One of the women who hoards really affected me. She has five children, but she lost seven others from miscarriages, and her husband abused her. (She's now a widow.) She would look in magazines for pretty window treatments or gazebos to build, and they never had the money to do any of this. The only presents her husband bought her were cardboard boxes. So she kept the boxes. If you keep enough boxes, sometimes they start to fill your living room and garage and basement and attic. But that's all she ever had from him. Similarly, she never had the opportunity to make her house beautiful or go on lovely vacations, so she kept all her clippings from the newspapers and magazines she read—she never had the real things, all she had were her dreams. She told me she became attached to the pieces of paper, and now all she has is the paper, so she can't bear to get rid of it.

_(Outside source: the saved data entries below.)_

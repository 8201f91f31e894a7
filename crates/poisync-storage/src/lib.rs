//! Destination document store, snapshot archive storage and HTTP fetch utilities.

use std::collections::{BTreeMap, HashMap};
use std::path::{Path, PathBuf};
use std::sync::atomic::{AtomicUsize, Ordering};
use std::time::Duration;

use anyhow::Context;
use async_trait::async_trait;
use chrono::{DateTime, Utc};
use poisync_core::{DocumentBody, DocumentUpsert, TargetDocument};
use reqwest::StatusCode;
use serde::Serialize;
use sha2::{Digest, Sha256};
use sqlx::postgres::{PgPoolOptions, PgRow};
use sqlx::types::Json;
use sqlx::{PgPool, Row};
use thiserror::Error;
use tokio::fs;
use tokio::io::AsyncWriteExt;
use tokio::sync::Mutex;
use tracing::{debug, info_span, warn, Instrument};
use uuid::Uuid;

pub const CRATE_NAME: &str = "poisync-storage";

#[derive(Debug, Error)]
pub enum StoreError {
    #[error("destination connection failed: {0}")]
    Connection(String),
    #[error("destination query failed: {0}")]
    Query(String),
    #[error("stored document {key} is unreadable: {message}")]
    Corrupt { key: String, message: String },
}

impl From<sqlx::Error> for StoreError {
    fn from(err: sqlx::Error) -> Self {
        StoreError::Query(err.to_string())
    }
}

/// A single rejected operation inside an unordered batch.
#[derive(Debug, Clone, PartialEq, Eq, Serialize)]
pub struct WriteFailure {
    pub identity_key: String,
    pub reason: String,
}

#[derive(Debug, Clone, Default, PartialEq, Eq, Serialize)]
pub struct BatchWriteReport {
    pub attempted: usize,
    pub applied: usize,
    pub failures: Vec<WriteFailure>,
}

impl BatchWriteReport {
    pub fn is_partial_failure(&self) -> bool {
        !self.failures.is_empty()
    }
}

That's a feeling a lot of us have had—not as extreme as her case, but we all have stuff from the past that would break our hearts to get rid of. People who hoard have exactly those emotions, but their emotions are attached to a lot more things. They are not different to us in kind; only in degree.
Is there any strain of research into compulsions that has come closest to cracking how we can treat them?
This is one of those things where money talks. Unless it's in the Diagnostic and Statistical Manual of Mental Disorders (DSM), insurance companies will not pay for treatment. So [according to them], there's no such thing as compulsive shopping or internet abuse disorder—there's only OCD, hoarding, and a couple of others. The hope is that the research on those disorders will translate to milder compulsions and compulsions that have not yet been recognized. A form of cognitive behavior therapy can help, and that at least holds out the hope that something similar might work for people who are struggling with even milder compulsions, if they want that help. If it's not affecting your life in a negative way, though, maybe it just makes you a more interesting person.
Trump's Twitter account has been the subject of endless, often annoying, media coverage, but I just have to ask: Do you think the president is compulsively tweeting to resolve some kind of anxiety?
By most measures, he's not impaired. However, I spoke to a number of psychologists and psychiatrists about his tweeting, and one of the things that jumped out at people is that he seems to have a huge amount of difficulty accepting what one psychologist called a "less-than" feeling. He cannot stand the possibility that he is not the smartest guy in the room—the greatest, most powerful, the superlative in every way. When he feels inferior for whatever reason—perhaps because he's comparing his inauguration crowds to the Women's March crowds—that seems to spur some anxiety in him, and it might compel his tweeting. He may alleviate his anxiety 140 characters at a time.